A proposta do governo é heterogênea e depende do tipo de medicamento do programa. No caso da Losartana Potássica, de 50mg, o preço atualmente pago pelo Ministério da Saúde por comprimido é de R$ 0,30. Mas a proposta inicial do governo prevê redução para R$ 0,12, ou seja, queda de 60%. Já o cloridrato de metformina, de 850mg, tem um repasse de R$ 0,16, com redução prevista para R$ 0,14 (-0,13%).
De acordo com Rafael Espinhel, assessor jurídico da Associação Brasileira do Comércio Farmacêutico (Abcfarma), se a queda dos preços for confirmada, será impossível manter o projeto.
— É uma conta simples de ser feita. O governo já repassa um valor muito baixo para a rede privada credenciada e, se baixar mais, isso vai inviabilizar o programa.

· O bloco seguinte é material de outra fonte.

//! Blank import templates.
//!
//! A template is the header line of an import file: exactly the fields the
//! validator inspects for that entity kind, in schema order.

use crate::models::EntityKind;
use crate::parser::header_line;
use crate::validation::rules::schema;

/// Column names of the import template for `kind`.
pub fn template_columns(kind: EntityKind) -> Vec<&'static str> {
    schema(kind).iter().map(|f| f.name).collect()
}

/// Header-only CSV for `kind`, with a trailing newline.
///
/// ```
/// use pharmplus_bulk::{import_template, EntityKind};
///
/// let template = import_template(EntityKind::Claims);
/// assert!(template.starts_with("\"membershipNumber\",\"type\""));
/// assert!(template.ends_with('\n'));
/// ```
pub fn import_template(kind: EntityKind) -> String {
    header_line(&template_columns(kind))
}

/// Suggested download name, e.g. `members_import_template.csv`.
pub fn template_file_name(kind: EntityKind) -> String {
    format!("{}_import_template.csv", kind)
}

#[cfg(test)]
mod tests {
    use super::*;
    use crate::parser::parse_headers;

    #[test]
    fn test_member_template() {
        assert_eq!(
            import_template(EntityKind::Members),
            "\"firstName\",\"surname\",\"email\",\"phone\",\"idNumber\",\"dateOfBirth\",\"address\",\"packageId\",\"notes\"\n"
        );
    }

    #[test]
    fn test_claims_template() {
        let template = import_template(EntityKind::Claims);
        for col in ["membershipNumber", "type", "provider", "serviceDate", "amount"] {
            assert!(template.contains(col));
        }
    }

    #[test]
    fn test_transactions_template() {
        let template = import_template(EntityKind::Transactions);
        for col in ["membershipNumber", "type", "method", "amount", "currency"] {
            assert!(template.contains(col));
        }
    }

    #[test]
    fn test_template_is_header_only() {
        for kind in EntityKind::ALL {
            let template = import_template(kind);
            assert!(template.ends_with('\n'));
            assert_eq!(template.lines().count(), 1);
            assert_eq!(parse_headers(&template, ','), template_columns(kind));
        }
    }

    #[test]
    fn test_template_file_name() {
        assert_eq!(template_file_name(EntityKind::Claims), "claims_import_template.csv");
    }
}
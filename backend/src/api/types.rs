//! REST API request and response types.
//!
//! Wire names are camelCase to match the existing PharmPlus clients.

use serde::{Deserialize, Serialize};
use serde_json::{json, Value};

use crate::models::{BatchResult, EntityKind, ExportSpec, Record};

/// Response to a bulk import upload.
#[derive(Debug, Clone, Serialize)]
#[serde(rename_all = "camelCase")]
pub struct ImportResponse {
    /// True when every row was accepted
    pub success: bool,

    /// Unique job identifier
    pub job_id: String,

    /// Row counts, errors and warnings
    pub data: BatchResult,

    /// Number of records handed to the store
    pub persisted: usize,

    /// Human-readable summary
    pub message: String,
}

impl ImportResponse {
    pub fn new(data: BatchResult, persisted: usize) -> Self {
        Self {
            success: data.success,
            job_id: uuid::Uuid::new_v4().to_string(),
            message: data.summary(),
            data,
            persisted,
        }
    }
}

/// Output format of an export.
#[derive(Debug, Clone, Copy, Default, PartialEq, Eq, Serialize, Deserialize)]
#[serde(rename_all = "lowercase")]
pub enum ExportFormat {
    #[default]
    Csv,
    Json,
    Xlsx,
}

impl ExportFormat {
    pub fn parse(raw: Option<&str>) -> Option<Self> {
        match raw.map(|s| s.trim().to_lowercase()).as_deref() {
            None | Some("") | Some("csv") => Some(Self::Csv),
            Some("json") => Some(Self::Json),
            Some("xlsx") => Some(Self::Xlsx),
            _ => None,
        }
    }
}

/// `?entity=` query.
#[derive(Debug, Clone, Default, Deserialize)]
pub struct EntityQuery {
    pub entity: Option<String>,
}

/// Query string of `GET /api/v1/bulk/export`.
#[derive(Debug, Clone, Default, Deserialize)]
#[serde(rename_all = "camelCase")]
pub struct ExportQuery {
    pub entity: Option<String>,
    pub format: Option<String>,
    /// Comma-separated column names
    pub columns: Option<String>,
    pub date_from: Option<String>,
    pub date_to: Option<String>,
    pub status: Option<String>,
}

/// Body of `POST /api/v1/bulk/export`.
#[derive(Debug, Clone, Default, Deserialize)]
#[serde(rename_all = "camelCase")]
pub struct ExportBody {
    pub entity: Option<String>,
    pub format: Option<String>,
    pub columns: Option<Vec<String>>,
    #[serde(default)]
    pub filters: ExportFilters,
    pub date_range: Option<DateRange>,
}

#[derive(Debug, Clone, Default, Deserialize)]
pub struct ExportFilters {
    pub status: Option<String>,
}

#[derive(Debug, Clone, Default, Deserialize)]
pub struct DateRange {
    pub from: Option<String>,
    pub to: Option<String>,
}

/// An export request after entity resolution, whatever route it came from.
#[derive(Debug, Clone, PartialEq, Eq)]
pub struct ExportRequest {
    pub spec: ExportSpec,
    pub format: ExportFormat,
}

/// Split a `a,b,c` column list, dropping blanks.
pub fn split_columns(raw: &str) -> Vec<String> {
    raw.split(',')
        .map(str::trim)
        .filter(|c| !c.is_empty())
        .map(str::to_string)
        .collect()
}

fn non_empty(value: Option<String>) -> Option<String> {
    value.filter(|v| !v.trim().is_empty())
}

impl ExportQuery {
    pub fn into_request(self, entity: EntityKind, format: ExportFormat) -> ExportRequest {
        ExportRequest {
            spec: ExportSpec {
                entity,
                columns: self.columns.as_deref().map(split_columns).filter(|c| !c.is_empty()),
                date_from: non_empty(self.date_from),
                date_to: non_empty(self.date_to),
                status: non_empty(self.status),
            },
            format,
        }
    }
}

impl ExportBody {
    pub fn into_request(self, entity: EntityKind, format: ExportFormat) -> ExportRequest {
        let range = self.date_range.unwrap_or_default();
        ExportRequest {
            spec: ExportSpec {
                entity,
                columns: self.columns.filter(|c| !c.is_empty()),
                date_from: non_empty(range.from),
                date_to: non_empty(range.to),
                status: non_empty(self.filters.status),
            },
            format,
        }
    }
}

/// JSON rendition of an export.
pub fn json_export_response(spec: &ExportSpec, data: Vec<Record>) -> Value {
    json!({
        "success": true,
        "meta": {
            "entity": spec.entity,
            "exportedAt": chrono::Utc::now().to_rfc3339(),
            "totalRecords": data.len(),
            "filters": {
                "dateFrom": spec.date_from,
                "dateTo": spec.date_to,
                "status": spec.status,
            },
        },
        "data": data,
    })
}

/// Create an error response
pub fn error_response(error: &str) -> Value {
    json!({
        "success": false,
        "error": error,
    })
}

#[cfg(test)]
mod tests {
    use super::*;

    #[test]
    fn test_import_response_message() {
        let response = ImportResponse::new(BatchResult::default(), 0);
        assert!(response.success);
        assert_eq!(response.message, "Successfully imported 0 of 0 records");

        let json = serde_json::to_value(&response).unwrap();
        assert_eq!(json["data"]["totalRows"], 0);
        assert!(json["jobId"].is_string());
    }

    #[test]
    fn test_export_format_parse() {
        assert_eq!(ExportFormat::parse(None), Some(ExportFormat::Csv));
        assert_eq!(ExportFormat::parse(Some("JSON")), Some(ExportFormat::Json));
        assert_eq!(ExportFormat::parse(Some("pdf")), None);
    }

    #[test]
    fn test_query_into_request() {
        let query = ExportQuery {
            columns: Some("membershipNumber, firstName,,surname".into()),
            status: Some("".into()),
            date_from: Some("2024-01-01".into()),
            ..Default::default()
        };
        let request = query.into_request(EntityKind::Members, ExportFormat::Csv);

        assert_eq!(
            request.spec.columns,
            Some(vec!["membershipNumber".into(), "firstName".into(), "surname".into()])
        );
        assert_eq!(request.spec.status, None);
        assert_eq!(request.spec.date_from.as_deref(), Some("2024-01-01"));
    }

    #[test]
    fn test_body_deserialize() {
        let body: ExportBody = serde_json::from_value(json!({
            "entity": "claims",
            "columns": ["claimNumber", "amount"],
            "filters": { "status": "APPROVED" },
            "dateRange": { "from": "2024-03-01", "to": "2024-03-31" }
        }))
        .unwrap();
        let request = body.into_request(EntityKind::Claims, ExportFormat::Json);

        assert_eq!(request.spec.status.as_deref(), Some("APPROVED"));
        assert_eq!(request.spec.date_to.as_deref(), Some("2024-03-31"));
        assert_eq!(request.spec.columns.unwrap().len(), 2);
    }

    #[test]
    fn test_error_response() {
        let body = error_response("No file provided");
        assert_eq!(body["success"], false);
        assert_eq!(body["error"], "No file provided");
    }
}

Além disso, as pequenas farmácias serão as mais prejudicadas e as primeiras a abandonar o programa — disse.
CUSTOS PARA OS CONSUMIDORES SÃO REGULADOS
Os valores cobrados pelos remédios vendidos no programa Farmácia Popular obedecem às regras estabelecidas pela Câmara de Regulação do Mercado de Medicamentos (Cmed), que rege o setor e estabelece critérios para a fixação e o ajuste de preços. A entidade estabelece um valor teto para a venda aos compradores finais, mas os laboratórios e as drogarias podem cobrar menos desses consumidores, se desejarem.
Segundo o Ministério da Saúde, a oferta dos medicamentos dentro do programa está mantida, e o objetivo da negociação é dar mais eficiência à utilização dos recursos públicos, garantindo que não haja ônus para o SUS, além de buscar ampliar a oferta de produtos e serviços de saúde.
A modalidade Aqui Tem Farmácia Popular funciona em parceria com farmácias e drogarias particulares, que aderem ao credenciamento no programa. A lista de itens oferecidos é diferente da rede própria do governo, que deve ser extinta.
Ao todo, são oferecidos 42 remédios, 26 deles gratuitamente (para o tratamento de hipertensão, diabetes e asma). Ainda há medicamentos para rinite, dislipidemia, doença de Parkinson, osteoporose e glaucoma, além de contraceptivos e fraldas geriátricas.